◆ **WHAT YOU NEED TO DO**: Work out the number of lines below containing the word "None" and give nothing besides it.
[Opening SOURCE RECORDS section]
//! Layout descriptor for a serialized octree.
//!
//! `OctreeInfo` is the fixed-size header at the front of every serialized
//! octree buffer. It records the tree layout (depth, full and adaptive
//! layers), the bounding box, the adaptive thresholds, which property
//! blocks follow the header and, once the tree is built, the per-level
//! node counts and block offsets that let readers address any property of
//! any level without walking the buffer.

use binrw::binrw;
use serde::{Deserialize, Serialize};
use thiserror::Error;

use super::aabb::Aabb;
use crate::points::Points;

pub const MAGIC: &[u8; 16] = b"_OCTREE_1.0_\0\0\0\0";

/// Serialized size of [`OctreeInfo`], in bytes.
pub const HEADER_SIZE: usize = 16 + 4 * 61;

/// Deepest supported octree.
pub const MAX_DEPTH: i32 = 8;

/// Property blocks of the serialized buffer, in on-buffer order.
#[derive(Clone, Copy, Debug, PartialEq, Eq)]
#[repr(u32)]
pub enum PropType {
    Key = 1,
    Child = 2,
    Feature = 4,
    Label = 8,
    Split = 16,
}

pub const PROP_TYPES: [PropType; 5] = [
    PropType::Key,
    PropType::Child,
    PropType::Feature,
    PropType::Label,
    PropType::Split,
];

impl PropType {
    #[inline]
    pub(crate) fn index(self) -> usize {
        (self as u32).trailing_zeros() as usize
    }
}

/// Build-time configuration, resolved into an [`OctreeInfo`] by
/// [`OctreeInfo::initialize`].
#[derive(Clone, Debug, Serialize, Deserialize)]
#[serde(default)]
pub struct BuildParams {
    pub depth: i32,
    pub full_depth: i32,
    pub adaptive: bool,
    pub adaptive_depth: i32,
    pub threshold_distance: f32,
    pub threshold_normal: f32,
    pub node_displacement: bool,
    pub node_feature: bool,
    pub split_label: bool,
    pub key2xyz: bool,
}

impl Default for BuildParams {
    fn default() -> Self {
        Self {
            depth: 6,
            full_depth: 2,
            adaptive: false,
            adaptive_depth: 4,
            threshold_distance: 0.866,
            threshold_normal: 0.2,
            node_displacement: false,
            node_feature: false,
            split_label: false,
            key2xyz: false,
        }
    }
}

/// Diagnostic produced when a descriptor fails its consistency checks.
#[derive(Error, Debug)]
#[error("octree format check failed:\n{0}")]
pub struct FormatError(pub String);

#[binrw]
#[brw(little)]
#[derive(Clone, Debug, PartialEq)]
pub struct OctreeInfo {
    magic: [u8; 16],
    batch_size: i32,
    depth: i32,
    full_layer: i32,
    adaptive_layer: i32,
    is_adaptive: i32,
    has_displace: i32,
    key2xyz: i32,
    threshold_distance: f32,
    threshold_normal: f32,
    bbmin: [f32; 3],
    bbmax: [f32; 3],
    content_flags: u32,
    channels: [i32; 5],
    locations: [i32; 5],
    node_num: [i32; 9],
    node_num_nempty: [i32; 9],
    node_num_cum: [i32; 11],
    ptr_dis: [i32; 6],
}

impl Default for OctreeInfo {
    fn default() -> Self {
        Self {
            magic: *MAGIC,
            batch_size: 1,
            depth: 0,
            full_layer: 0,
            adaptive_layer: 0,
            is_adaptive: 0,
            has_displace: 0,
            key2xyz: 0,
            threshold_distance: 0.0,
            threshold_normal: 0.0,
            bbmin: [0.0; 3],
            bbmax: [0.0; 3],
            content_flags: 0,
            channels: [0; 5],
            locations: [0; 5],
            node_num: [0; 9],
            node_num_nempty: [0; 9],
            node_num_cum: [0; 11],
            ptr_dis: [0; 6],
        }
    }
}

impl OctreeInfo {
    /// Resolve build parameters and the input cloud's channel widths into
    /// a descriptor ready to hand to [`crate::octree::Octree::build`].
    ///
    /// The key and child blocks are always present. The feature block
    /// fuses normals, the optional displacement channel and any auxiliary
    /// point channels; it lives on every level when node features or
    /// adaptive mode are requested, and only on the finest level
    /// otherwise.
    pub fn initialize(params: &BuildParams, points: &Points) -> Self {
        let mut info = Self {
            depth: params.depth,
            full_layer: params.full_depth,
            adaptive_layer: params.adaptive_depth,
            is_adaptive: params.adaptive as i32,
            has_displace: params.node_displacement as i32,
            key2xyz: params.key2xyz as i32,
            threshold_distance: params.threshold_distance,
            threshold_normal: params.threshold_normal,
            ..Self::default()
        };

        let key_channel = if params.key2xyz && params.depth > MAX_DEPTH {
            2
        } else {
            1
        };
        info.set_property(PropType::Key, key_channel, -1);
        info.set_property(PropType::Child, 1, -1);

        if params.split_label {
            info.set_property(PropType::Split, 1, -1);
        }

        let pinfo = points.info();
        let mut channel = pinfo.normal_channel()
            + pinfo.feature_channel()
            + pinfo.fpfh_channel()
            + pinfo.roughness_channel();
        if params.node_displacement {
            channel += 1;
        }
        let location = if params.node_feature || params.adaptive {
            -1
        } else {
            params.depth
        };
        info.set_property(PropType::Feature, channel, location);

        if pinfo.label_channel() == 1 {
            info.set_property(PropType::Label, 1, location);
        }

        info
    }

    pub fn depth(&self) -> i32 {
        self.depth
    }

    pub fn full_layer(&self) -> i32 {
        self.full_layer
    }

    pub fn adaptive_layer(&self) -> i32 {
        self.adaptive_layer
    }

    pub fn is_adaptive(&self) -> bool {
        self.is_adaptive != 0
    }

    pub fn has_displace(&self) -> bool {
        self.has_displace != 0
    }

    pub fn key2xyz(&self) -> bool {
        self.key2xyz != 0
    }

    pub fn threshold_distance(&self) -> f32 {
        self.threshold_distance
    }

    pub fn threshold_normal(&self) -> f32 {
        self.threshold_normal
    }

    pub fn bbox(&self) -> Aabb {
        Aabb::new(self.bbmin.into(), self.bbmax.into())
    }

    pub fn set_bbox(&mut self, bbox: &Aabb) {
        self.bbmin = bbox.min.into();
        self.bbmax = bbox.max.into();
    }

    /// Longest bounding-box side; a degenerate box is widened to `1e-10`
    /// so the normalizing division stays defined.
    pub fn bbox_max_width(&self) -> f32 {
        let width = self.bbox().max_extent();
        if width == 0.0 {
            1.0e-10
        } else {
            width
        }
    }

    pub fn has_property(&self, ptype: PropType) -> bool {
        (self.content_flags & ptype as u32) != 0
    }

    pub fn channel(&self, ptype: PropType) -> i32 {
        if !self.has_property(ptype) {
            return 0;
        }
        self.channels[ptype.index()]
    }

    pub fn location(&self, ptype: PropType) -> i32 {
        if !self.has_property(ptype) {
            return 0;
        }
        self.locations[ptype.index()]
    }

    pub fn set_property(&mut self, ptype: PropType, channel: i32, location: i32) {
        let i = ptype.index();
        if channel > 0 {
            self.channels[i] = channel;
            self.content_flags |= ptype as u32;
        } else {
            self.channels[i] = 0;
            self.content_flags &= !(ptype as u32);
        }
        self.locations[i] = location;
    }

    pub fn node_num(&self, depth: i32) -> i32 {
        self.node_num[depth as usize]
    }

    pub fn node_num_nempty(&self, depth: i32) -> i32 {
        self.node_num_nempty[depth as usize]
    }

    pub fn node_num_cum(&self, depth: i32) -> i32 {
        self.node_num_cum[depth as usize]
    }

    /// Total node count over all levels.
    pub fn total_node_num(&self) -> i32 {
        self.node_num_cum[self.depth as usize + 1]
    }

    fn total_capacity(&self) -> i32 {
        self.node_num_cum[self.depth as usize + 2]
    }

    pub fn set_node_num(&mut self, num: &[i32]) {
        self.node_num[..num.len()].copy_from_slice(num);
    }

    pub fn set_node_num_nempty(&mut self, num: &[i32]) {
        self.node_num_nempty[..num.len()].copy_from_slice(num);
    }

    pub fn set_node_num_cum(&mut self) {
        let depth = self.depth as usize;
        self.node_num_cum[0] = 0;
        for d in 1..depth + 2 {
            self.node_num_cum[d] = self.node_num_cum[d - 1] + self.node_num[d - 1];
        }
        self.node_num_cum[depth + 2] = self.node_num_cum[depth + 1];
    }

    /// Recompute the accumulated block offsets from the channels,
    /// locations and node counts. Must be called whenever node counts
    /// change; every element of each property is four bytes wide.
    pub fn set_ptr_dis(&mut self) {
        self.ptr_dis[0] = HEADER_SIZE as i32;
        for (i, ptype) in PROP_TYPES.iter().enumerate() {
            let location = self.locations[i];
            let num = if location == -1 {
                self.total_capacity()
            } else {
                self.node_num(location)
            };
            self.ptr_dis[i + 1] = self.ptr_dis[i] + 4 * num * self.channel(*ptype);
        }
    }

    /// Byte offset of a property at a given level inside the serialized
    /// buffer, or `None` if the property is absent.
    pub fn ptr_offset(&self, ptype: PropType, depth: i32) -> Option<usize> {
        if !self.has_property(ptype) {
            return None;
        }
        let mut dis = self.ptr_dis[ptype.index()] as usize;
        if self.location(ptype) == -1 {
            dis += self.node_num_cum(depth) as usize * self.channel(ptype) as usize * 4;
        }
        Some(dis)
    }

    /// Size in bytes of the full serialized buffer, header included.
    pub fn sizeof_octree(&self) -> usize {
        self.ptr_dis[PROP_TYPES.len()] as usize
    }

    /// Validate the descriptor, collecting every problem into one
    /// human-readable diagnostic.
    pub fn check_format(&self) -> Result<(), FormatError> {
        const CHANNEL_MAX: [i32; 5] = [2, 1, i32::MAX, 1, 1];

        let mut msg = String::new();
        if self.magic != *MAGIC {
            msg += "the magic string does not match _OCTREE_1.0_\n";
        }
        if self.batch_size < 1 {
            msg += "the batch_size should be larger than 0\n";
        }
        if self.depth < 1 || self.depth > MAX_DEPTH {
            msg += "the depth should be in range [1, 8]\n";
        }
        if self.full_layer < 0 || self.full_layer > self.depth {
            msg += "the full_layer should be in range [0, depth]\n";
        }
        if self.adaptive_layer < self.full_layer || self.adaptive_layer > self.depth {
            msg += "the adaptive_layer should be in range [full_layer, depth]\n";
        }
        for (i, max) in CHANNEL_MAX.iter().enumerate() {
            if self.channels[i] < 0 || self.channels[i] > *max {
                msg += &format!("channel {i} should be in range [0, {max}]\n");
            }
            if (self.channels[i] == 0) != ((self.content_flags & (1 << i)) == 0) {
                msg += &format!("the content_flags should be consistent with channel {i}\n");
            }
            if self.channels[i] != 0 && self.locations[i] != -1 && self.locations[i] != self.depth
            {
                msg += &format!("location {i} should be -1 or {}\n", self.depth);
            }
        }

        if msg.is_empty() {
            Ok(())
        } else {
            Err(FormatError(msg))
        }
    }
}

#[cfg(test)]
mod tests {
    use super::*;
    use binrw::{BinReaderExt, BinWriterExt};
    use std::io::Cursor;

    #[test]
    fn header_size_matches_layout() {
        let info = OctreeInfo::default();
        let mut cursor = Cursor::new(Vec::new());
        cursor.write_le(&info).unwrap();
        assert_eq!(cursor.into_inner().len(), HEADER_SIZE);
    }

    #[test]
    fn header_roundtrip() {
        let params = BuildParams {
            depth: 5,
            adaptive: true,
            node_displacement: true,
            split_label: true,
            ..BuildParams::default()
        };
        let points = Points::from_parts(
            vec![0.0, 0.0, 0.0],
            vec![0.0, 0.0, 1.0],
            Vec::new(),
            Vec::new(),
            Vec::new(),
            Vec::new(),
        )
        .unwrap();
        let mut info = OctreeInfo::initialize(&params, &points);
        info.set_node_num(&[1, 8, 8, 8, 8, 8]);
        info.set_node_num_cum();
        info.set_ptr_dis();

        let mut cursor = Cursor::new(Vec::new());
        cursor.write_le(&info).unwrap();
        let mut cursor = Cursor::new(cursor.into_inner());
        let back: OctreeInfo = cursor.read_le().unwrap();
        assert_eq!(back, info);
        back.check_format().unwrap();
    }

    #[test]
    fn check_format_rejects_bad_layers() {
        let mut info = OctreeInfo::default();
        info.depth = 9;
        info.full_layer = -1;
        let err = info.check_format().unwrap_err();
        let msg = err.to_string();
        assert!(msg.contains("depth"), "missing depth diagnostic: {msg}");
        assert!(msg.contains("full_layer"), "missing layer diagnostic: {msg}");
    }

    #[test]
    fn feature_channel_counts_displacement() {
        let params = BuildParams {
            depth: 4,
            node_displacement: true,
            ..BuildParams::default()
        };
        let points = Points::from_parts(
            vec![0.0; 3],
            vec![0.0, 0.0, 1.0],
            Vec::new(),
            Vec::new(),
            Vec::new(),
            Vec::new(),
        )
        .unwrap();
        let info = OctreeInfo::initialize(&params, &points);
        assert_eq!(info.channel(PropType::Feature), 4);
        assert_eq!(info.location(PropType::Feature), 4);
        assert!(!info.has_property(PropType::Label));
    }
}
[Closing SOURCE RECORDS section]
◆ **SOLUTION TO THIS TASK**: 2